Teenage hackers are on the rise, and they’re more dangerous than you think

Unless we find a way to keep kids off this dark path of cybercrime, this won’t go away.

[Photo: Peterzayda/Adobe Stock]

BY Next Big Idea Club

Below, Joe Tidy shares five key insights from his new book, Ctrl + Alt + Chaos: How Teenage Hackers Hijack the Internet.

Tidy is the BBC’s first cyber correspondent and a leading voice on cybercrime. He has covered major global cyberattacks and produced widely viewed international documentaries, including a high-profile investigation into Russia’s most wanted cybercriminal.

Teenage hackers are quietly reshaping cybercrime. They’re not movie-style geniuses, but persistent, socially connected, and often addicted—causing real harm through data breaches and feeding a cycle that leads to ever more serious attacks.

Listen to the audio version of this Book Bite—read by Tidy himself—below, or in the Next Big Idea app.

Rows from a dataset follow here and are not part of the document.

#[cfg(test)]
mod tests {
    use super::*;
    use async_trait::async_trait;
    use chrono::NaiveDate;
    use std::time::Duration;

    use crate::record::{CollectorKind, ExtractedFields, InclusionFlags, RawPayload};

    struct StubLlm {
        tags: ClassifyTags,
    }

    #[async_trait]
    impl LlmClient for StubLlm {
        async fn extract(
            &self,
            _text: &str,
            _schema: &serde_json::Value,
        ) -> Result<serde_json::Value> {
            Ok(serde_json::Value::Null)
        }

        async fn classify(&self, _text: &str) -> Result<ClassifyTags> {
            Ok(self.tags.clone())
        }

        async fn score(&self, _candidate: &serde_json::Value) -> Result<f64> {
            Ok(0.9)
        }
    }

    fn rich_fields() -> ExtractedFields {
        ExtractedFields {
            title: "Apply for the AI Growth Grant".to_string(),
            description: "Application deadline: 30 September".to_string(),
            amount_usd: Some(50_000.0),
            deadline: NaiveDate::from_ymd_opt(2026, 9, 30),
            transaction_date: None,
            organizations: vec!["Example Foundation".to_string()],
            geography: vec!["Kenya".to_string()],
            sectors: vec!["ai".to_string()],
            stage: Some("grant".to_string()),
            inclusion: InclusionFlags::default(),
        }
    }

    fn candidate(fields: ExtractedFields, urls: Vec<String>) -> CandidateRecord {
        CandidateRecord::new(
            CollectorKind::Rss,
            RawPayload::Text(fields.description.clone()),
            fields,
            urls,
        )
    }

    async fn classifier(tags: ClassifyTags) -> Classifier {
        let queue = PersistedQueue::open(None).await.unwrap();
        Classifier::new(
            Arc::new(StubLlm { tags }),
            queue,
            ClassifierConfig::default(),
            TimeoutConfig::default(),
        )
    }

    #[test]
    fn test_stage1_announcement_without_opportunity_language() {
        let patterns = ClassifierPatterns::default();
        assert!(patterns.is_announcement_only("Startup X announces $2M Series A"));
        assert!(patterns.is_announcement_only("Acme receives funding from DFC"));
        assert!(patterns.is_announcement_only("Foo Ltd raises $5M"));
        assert!(patterns.is_announcement_only("Bar secures seed investment"));
    }

    #[test]
    fn test_stage1_opportunity_language_passes() {
        let patterns = ClassifierPatterns::default();
        assert!(!patterns.is_announcement_only(
            "Fund announces grant program - apply by 30 September"
        ));
        assert!(!patterns.is_announcement_only("Accelerator accepting applications"));
        assert!(!patterns.is_announcement_only("Call for proposals: AI for agriculture"));
        assert!(!patterns.is_announcement_only("Neutral headline about AI in Africa"));
    }

    #[tokio::test]
    async fn test_announcement_is_rejected_before_llm() {
        let c = classifier(ClassifyTags::default()).await;
        let fields = ExtractedFields {
            title: "Startup X announces $2M Series A".to_string(),
            description: "Press release".to_string(),
            ..ExtractedFields::default()
        };
        let decision = c.process(candidate(fields, vec![])).await.unwrap();
        match decision {
            ClassifyDecision::Rejected { reason } => {
                assert_eq!(reason, REASON_NOT_AN_OPPORTUNITY);
            }
            other => panic!("expected rejection, got {other:?}"),
        }
    }

    #[tokio::test]
    async fn test_complete_candidate_is_forwarded() {
        let c = classifier(ClassifyTags::default()).await;
        let decision = c
            .process(candidate(
                rich_fields(),
                vec!["https://example.org/grant".to_string()],
            ))
            .await
            .unwrap();
        assert!(matches!(decision, ClassifyDecision::Forwarded(_)));
        assert_eq!(c.parked_len(), 0);
    }

    #[tokio::test]
    async fn test_incomplete_candidate_with_url_is_parked() {
        let c = classifier(ClassifyTags::default()).await;
        let fields = ExtractedFields {
            title: "Grant program for African AI startups".to_string(),
            description: String::new(),
            ..ExtractedFields::default()
        };
        let decision = c
            .process(candidate(
                fields,
                vec!["https://example.org/grant".to_string()],
            ))
            .await
            .unwrap();
        assert!(matches!(decision, ClassifyDecision::Parked));
        assert_eq!(c.parked_len(), 1);
    }

    #[tokio::test]
    async fn test_completeness_exactly_at_threshold_is_not_parked() {
        // Threshold is a strict less-than: an LLM completeness of exactly
        // 0.5 forwards even when fields are sparse and a URL is present.
        let tags = ClassifyTags {
            completeness: 0.5,
            ..ClassifyTags::default()
        };
        let c = classifier(tags).await;
        let fields = ExtractedFields {
            title: "Grant program".to_string(),
            ..ExtractedFields::default()
        };
        let decision = c
            .process(candidate(
                fields,
                vec!["https://example.org/grant".to_string()],
            ))
            .await
            .unwrap();
        assert!(matches!(decision, ClassifyDecision::Forwarded(_)));
        assert_eq!(c.parked_len(), 0);
    }

    #[tokio::test]
    async fn test_incomplete_candidate_without_url_is_forwarded() {
        let c = classifier(ClassifyTags::default()).await;
        let fields = ExtractedFields {
            title: "Grant program".to_string(),
            ..ExtractedFields::default()
        };
        let decision = c.process(candidate(fields, vec![])).await.unwrap();
        assert!(matches!(decision, ClassifyDecision::Forwarded(_)));
    }

    #[tokio::test]
    async fn test_llm_tags_are_applied() {
        let tags = ClassifyTags {
            sectors: vec!["fintech".to_string()],
            geography: vec!["Nigeria".to_string()],
            inclusion: InclusionFlags {
                gender: true,
                youth: false,
                rural: false,
            },
            stage: Some("seed".to_string()),
            language: Some("en".to_string()),
            completeness: 0.9,
        };
        let c = classifier(tags).await;
        let fields = ExtractedFields {
            title: "Seed funding applications open for women-led startups".to_string(),
            description: "Apply by 1 December. $100,000 for Nigerian fintechs.".to_string(),
            amount_usd: Some(100_000.0),
            deadline: NaiveDate::from_ymd_opt(2026, 12, 1),
            organizations: vec!["Fund Y".to_string()],
            ..ExtractedFields::default()
        };
        let decision = c
            .process(candidate(fields, vec!["https://fundy.example/apply".to_string()]))
            .await
            .unwrap();
        let ClassifyDecision::Forwarded(forwarded) = decision else {
            panic!("expected forwarded");
        };
        assert_eq!(forwarded.fields.sectors, vec!["fintech".to_string()]);
        assert_eq!(forwarded.fields.stage.as_deref(), Some("seed"));
        assert!(forwarded.fields.inclusion.gender);
        assert_eq!(forwarded.language.as_deref(), Some("en"));
    }

    #[tokio::test]
    async fn test_enrichment_replaces_parked_candidate() {
        let c = classifier(ClassifyTags::default()).await;
        let fields = ExtractedFields {
            title: "Grant program".to_string(),
            ..ExtractedFields::default()
        };
        let original = candidate(fields, vec!["https://example.org/grant".to_string()]);
        let original_hash = original.content_hash.clone();
        c.process(original.clone()).await.unwrap();
        assert_eq!(c.parked_len(), 1);

        let enriched = CandidateRecord::enriched_from(
            &original,
            RawPayload::Html("<html>full</html>".to_string()),
            rich_fields(),
            vec![],
        );
        let decision = c.process(enriched).await.unwrap();
        let ClassifyDecision::Forwarded(forwarded) = decision else {
            panic!("expected forwarded enrichment");
        };
        assert_eq!(c.parked_len(), 0);
        match forwarded.kind {
            CandidateKind::Enriched {
                ref source_content_hash,
            } => assert_eq!(source_content_hash, &original_hash),
            CandidateKind::Raw => panic!("expected enriched"),
        }
    }

    #[tokio::test]
    async fn test_late_enrichment_is_dropped() {
        let c = classifier(ClassifyTags::default()).await;
        let original = candidate(rich_fields(), vec![]);
        let enriched = CandidateRecord::enriched_from(
            &original,
            RawPayload::Html("<html/>".to_string()),
            rich_fields(),
            vec![],
        );
        // Nothing parked under the original's hash.
        let decision = c.process(enriched).await.unwrap();
        assert!(matches!(decision, ClassifyDecision::Dropped { .. }));
    }

    #[tokio::test]
    async fn test_expired_parks_are_released_as_is() {
        let queue = PersistedQueue::open(None).await.unwrap();
        let c = Classifier::new(
            Arc::new(StubLlm {
                tags: ClassifyTags::default(),
            }),
            queue,
            ClassifierConfig {
                enrichment_threshold: 0.5,
                enrichment_timeout: Duration::from_millis(0),
            },
            TimeoutConfig::default(),
        );
        let fields = ExtractedFields {
            title: "Grant program".to_string(),
            ..ExtractedFields::default()
        };
        c.process(candidate(
            fields,
            vec!["https://example.org/grant".to_string()],
        ))
        .await
        .unwrap();
        assert_eq!(c.parked_len(), 1);

        let released = c.release_expired();
        assert_eq!(released.len(), 1);
        assert_eq!(c.parked_len(), 0);
    }

    #[tokio::test]
    async fn test_release_by_hash_for_failed_scrapes() {
        let c = classifier(ClassifyTags::default()).await;
        let fields = ExtractedFields {
            title: "Grant program".to_string(),
            ..ExtractedFields::default()
        };
        let record = candidate(fields, vec!["https://example.org/grant".to_string()]);
        let hash = record.content_hash.clone();
        c.process(record).await.unwrap();

        let released = c.release(&[hash]);
        assert_eq!(released.len(), 1);
        assert_eq!(c.parked_len(), 0);
    }
}
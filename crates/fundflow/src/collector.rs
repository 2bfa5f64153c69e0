//! The collector contract.
//!
//! A collector is one long-running task producing [`CandidateRecord`]s into
//! the router. The context it runs under carries the shutdown signal, the
//! router's backpressure hint and the shared health/rate registries, so
//! every collector gets uniform admission, content-hash dedupe and outcome
//! reporting without reimplementing them.

use std::collections::HashSet;
use std::sync::Arc;
use std::time::Duration;

use async_trait::async_trait;
use parking_lot::Mutex;
use tokio::sync::watch;
use tracing::debug;

use crate::error::{Error, Result};
use crate::health::{Outcome, SourceHealthRegistry};
use crate::record::{CandidateRecord, CollectorKind};
use crate::router::RouterHandle;

/// A source of candidate records. Implementations live in
/// `fundflow-collectors`.
#[async_trait]
pub trait Collector: Send + Sync {
    /// Which collector this is.
    fn id(&self) -> CollectorKind;

    /// Run until the context's shutdown signal flips. Emission order must
    /// be stable: records are submitted in the order they were produced.
    async fn run(&self, ctx: CollectorContext) -> Result<()>;
}

/// Bound on remembered content-hashes per collector.
const SEEN_CAPACITY: usize = 50_000;

/// Bounded set of content-hashes already emitted, so re-ingesting an
/// identical raw payload is dropped before it reaches the router.
pub struct SeenHashes {
    hashes: Mutex<HashSet<String>>,
}

impl SeenHashes {
    /// Empty set.
    #[must_use]
    pub fn new() -> Self {
        Self {
            hashes: Mutex::new(HashSet::new()),
        }
    }

    /// Record `hash`; returns false when it was already present.
    pub fn insert(&self, hash: &str) -> bool {
        let mut hashes = self.hashes.lock();
        if hashes.contains(hash) {
            return false;
        }
        if hashes.len() >= SEEN_CAPACITY {
            hashes.clear(); // coarse reset; re-emission is caught downstream
        }
        hashes.insert(hash.to_string())
    }
}

impl Default for SeenHashes {
    fn default() -> Self {
        Self::new()
    }
}

/// Everything a collector needs to participate in the pipeline.
#[derive(Clone)]
pub struct CollectorContext {
    /// Producer handle into the router
    pub router: RouterHandle,
    /// Shared health/rate registry
    pub health: Arc<SourceHealthRegistry>,
    /// Flips to true on shutdown
    pub shutdown: watch::Receiver<bool>,
}

impl CollectorContext {
    /// True once shutdown has been requested.
    #[must_use]
    pub fn is_shutdown(&self) -> bool {
        *self.shutdown.borrow()
    }

    /// Wait for a rate-limit token before an outbound call, respecting the
    /// breaker. Returns an error if the breaker stays open past `patience`
    /// or shutdown arrives first.
    pub async fn acquire(&self, id: CollectorKind, patience: Duration) -> Result<()> {
        let deadline = tokio::time::Instant::now() + patience;
        let mut shutdown = self.shutdown.clone();
        loop {
            let admission = self.health.try_acquire(id);
            if admission.allowed {
                return Ok(());
            }
            let wait = admission
                .wait_hint
                .unwrap_or(Duration::from_millis(250))
                .min(Duration::from_secs(5));
            if tokio::time::Instant::now() + wait > deadline {
                return Err(Error::BreakerOpen {
                    collector: id.as_str().to_string(),
                    wait_hint: admission.wait_hint.unwrap_or(wait),
                });
            }
            tokio::select! {
                _ = tokio::time::sleep(wait) => {}
                _ = shutdown.changed() => {
                    if *shutdown.borrow() {
                        return Err(Error::InternalInvariant("shutdown".to_string()));
                    }
                }
            }
        }
    }

    /// Submit a record, honoring backpressure: a full queue suspends the
    /// collector until the router's hint clears, an open breaker is
    /// surfaced to the caller, and a duplicate content-hash is dropped
    /// silently.
    pub async fn emit(&self, seen: &SeenHashes, record: CandidateRecord) -> Result<bool> {
        if !seen.insert(&record.content_hash) {
            debug!(
                collector = %record.collector,
                content_hash = %record.content_hash,
                "duplicate content hash dropped at collector"
            );
            return Ok(false);
        }

        self.submit_with_backpressure(record).await?;
        Ok(true)
    }

    /// Submit without the content-hash check. Enriched records re-entering
    /// the router use this: their dedupe identity is the park they replace,
    /// not their page content.
    pub async fn submit_with_backpressure(&self, record: CandidateRecord) -> Result<()> {
        let mut hint = self.router.suspend_hint();
        let mut shutdown = self.shutdown.clone();
        loop {
            match self.router.submit(record.clone()) {
                Ok(()) => return Ok(()),
                Err(Error::QueueFull { .. }) => {
                    // Shed: pause until the router's suspend hint clears.
                    while *hint.borrow() {
                        if *shutdown.borrow() {
                            return Err(Error::InternalInvariant("shutdown".to_string()));
                        }
                        tokio::select! {
                            changed = hint.changed() => {
                                if changed.is_err() {
                                    break;
                                }
                            }
                            _ = shutdown.changed() => {}
                        }
                    }
                    tokio::time::sleep(Duration::from_millis(50)).await;
                }
                Err(e) => return Err(e),
            }
        }
    }

    /// Report an outcome for this collector.
    pub fn report(&self, id: CollectorKind, outcome: &Outcome) {
        self.health.record_outcome(id, outcome);
    }
}

#[cfg(test)]
mod tests {
    use super::*;
    use crate::config::{BreakerConfig, RateLimitConfig, RouterConfig};
    use crate::record::{ExtractedFields, RawPayload};

    fn context(
        tier_capacity: usize,
    ) -> (
        CollectorContext,
        crate::router::RouterDispatcher,
        watch::Sender<bool>,
    ) {
        let health = Arc::new(SourceHealthRegistry::new(
            &BreakerConfig::default(),
            &RateLimitConfig {
                quota_per_minute: 6000,
            },
        ));
        let (router, dispatcher) =
            crate::router::channel(&RouterConfig { tier_capacity }, Arc::clone(&health));
        let (shutdown_tx, shutdown) = watch::channel(false);
        (
            CollectorContext {
                router,
                health,
                shutdown,
            },
            dispatcher,
            shutdown_tx,
        )
    }

    fn record(title: &str) -> CandidateRecord {
        CandidateRecord::new(
            CollectorKind::Rss,
            RawPayload::Text(title.to_string()),
            ExtractedFields {
                title: title.to_string(),
                ..ExtractedFields::default()
            },
            vec![],
        )
    }

    #[test]
    fn test_seen_hashes_dedupe() {
        let seen = SeenHashes::new();
        assert!(seen.insert("abc"));
        assert!(!seen.insert("abc"));
        assert!(seen.insert("def"));
    }

    #[tokio::test]
    async fn test_emit_drops_duplicate_content_silently() {
        let (ctx, _dispatcher, _shutdown_tx) = context(8);
        let seen = SeenHashes::new();
        let rec = record("same payload");
        assert!(ctx.emit(&seen, rec.clone()).await.unwrap());
        // Identical payload -> identical content-hash -> dropped, no error.
        assert!(!ctx.emit(&seen, rec).await.unwrap());
    }

    #[tokio::test]
    async fn test_acquire_respects_open_breaker() {
        let (ctx, _dispatcher, _shutdown_tx) = context(8);
        for _ in 0..5 {
            ctx.report(
                CollectorKind::Rss,
                &Outcome::HardFailure("down".to_string()),
            );
        }
        let err = ctx
            .acquire(CollectorKind::Rss, Duration::from_millis(10))
            .await
            .unwrap_err();
        assert!(matches!(err, Error::BreakerOpen { .. }));
    }
}
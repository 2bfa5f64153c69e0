//! In-memory opportunity store honoring the publisher's contracts.

use std::collections::HashMap;
use std::sync::atomic::{AtomicU32, Ordering};

use async_trait::async_trait;
use parking_lot::Mutex;

use fundflow::adapters::{AuditEntry, OpportunityPatch, OpportunityStore, OrganizationAttrs};
use fundflow::record::OpportunityRecord;
use fundflow::{Error, Result};

/// In-memory store. Inserts fail with [`Error::DuplicateKey`] on a
/// dedup-hash collision; merges apply source URLs, merged-from entries and
/// monotonic confidence exactly like the production catalog.
pub struct MockStore {
    records: Mutex<HashMap<String, OpportunityRecord>>,
    organizations: Mutex<HashMap<String, String>>,
    audits: Mutex<Vec<AuditEntry>>,
    /// Remaining writes that fail with a transient error (failure injection)
    transient_failures: AtomicU32,
}

impl MockStore {
    /// Empty store.
    #[must_use]
    pub fn new() -> Self {
        Self {
            records: Mutex::new(HashMap::new()),
            organizations: Mutex::new(HashMap::new()),
            audits: Mutex::new(Vec::new()),
            transient_failures: AtomicU32::new(0),
        }
    }

    /// Make the next `n` writes fail with a transient error.
    pub fn fail_next_writes(&self, n: u32) {
        self.transient_failures.store(n, Ordering::SeqCst);
    }

    /// All published records.
    #[must_use]
    pub fn records(&self) -> Vec<OpportunityRecord> {
        self.records.lock().values().cloned().collect()
    }

    /// A published record by id.
    #[must_use]
    pub fn record_by_id(&self, id: &str) -> Option<OpportunityRecord> {
        self.records.lock().values().find(|r| r.id == id).cloned()
    }

    /// Audit-log entries written so far.
    #[must_use]
    pub fn audit_log(&self) -> Vec<AuditEntry> {
        self.audits.lock().clone()
    }

    /// Seed a published record directly (for dedup corpus fixtures).
    pub fn seed(&self, record: OpportunityRecord) {
        self.records
            .lock()
            .insert(record.dedup_hash.clone(), record);
    }

    fn take_failure(&self) -> bool {
        self.transient_failures
            .fetch_update(Ordering::SeqCst, Ordering::SeqCst, |n| n.checked_sub(1))
            .is_ok()
    }
}

impl Default for MockStore {
    fn default() -> Self {
        Self::new()
    }
}

#[async_trait]
impl OpportunityStore for MockStore {
    async fn find_by_dedup_hash(&self, hash: &str) -> Result<Option<OpportunityRecord>> {
        Ok(self.records.lock().get(hash).cloned())
    }

    async fn find_recent_in_window(&self, days: u32) -> Result<Vec<OpportunityRecord>> {
        let cutoff = chrono::Utc::now() - chrono::Duration::days(i64::from(days));
        Ok(self
            .records
            .lock()
            .values()
            .filter(|r| r.published_at >= cutoff)
            .cloned()
            .collect())
    }

    async fn find_or_create_organization(&self, attrs: &OrganizationAttrs) -> Result<String> {
        let key = attrs.name.trim().to_lowercase();
        let mut orgs = self.organizations.lock();
        let next_id = format!("org-{}", orgs.len() + 1);
        Ok(orgs.entry(key).or_insert(next_id).clone())
    }

    async fn insert_opportunity(&self, opportunity: &OpportunityRecord) -> Result<String> {
        if self.take_failure() {
            return Err(Error::transient("store.insert", "injected failure"));
        }
        let mut records = self.records.lock();
        if records.contains_key(&opportunity.dedup_hash) {
            return Err(Error::DuplicateKey(opportunity.dedup_hash.clone()));
        }
        records.insert(opportunity.dedup_hash.clone(), opportunity.clone());
        Ok(opportunity.id.clone())
    }

    async fn merge_opportunity(&self, id: &str, patch: &OpportunityPatch) -> Result<()> {
        if self.take_failure() {
            return Err(Error::transient("store.merge", "injected failure"));
        }
        let mut records = self.records.lock();
        let record = records
            .values_mut()
            .find(|r| r.id == id)
            .ok_or_else(|| Error::permanent("store.merge", format!("no opportunity {id}")))?;
        for url in &patch.add_source_urls {
            if !record.source_urls.contains(url) {
                record.source_urls.push(url.clone());
            }
        }
        record.merged_from.extend(patch.add_merged_from.clone());
        if let Some(confidence) = patch.confidence {
            // Monotonic: merges never lower a published confidence.
            record.confidence = record.confidence.max(confidence);
        }
        Ok(())
    }

    async fn append_audit_log(&self, entry: &AuditEntry) -> Result<()> {
        self.audits.lock().push(entry.clone());
        Ok(())
    }
}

1. Data breaches can really harm people.

Data breaches—from a company to your social media accounts—are something we have trouble gauging the magnitude of. Everyone wants to know, Should I be worried? You may be thinking that surely your phone number, email address, and real address are already out there, so maybe it’s not that big of a deal. But whether you should care about a data breach is a really difficult question to answer. In some cases, they can cause serious harm and damage.

The cruelest cyberattack in history was on the Vastaamo Psychotherapy Center in Finland. Vastaamo was a big and important organization with dozens of pop-up mental health centers around the country. In 2018, hacker Julius Kivimäki found a way into the servers of the Vastaamo Psychotherapy Center chain and stole all the data he could find. He stole the usual kinds of information—names, addresses, phone numbers, Social Security numbers—but he also stole the patient notes; 33,000 people had their data stolen in this way.

I can’t think of a worse data set to be in the hands of a criminal extortionist than what I tell my therapist. Bear in mind, the people who were affected by this were already vulnerable. They were struggling with mental health issues. Some of them were in depression or anxiety when Kivimäki snuck in one night and stole all that data. With it, he tried to extort Ville Tapio, the CEO of Vastaamo, for 100,000 euros worth of Bitcoin.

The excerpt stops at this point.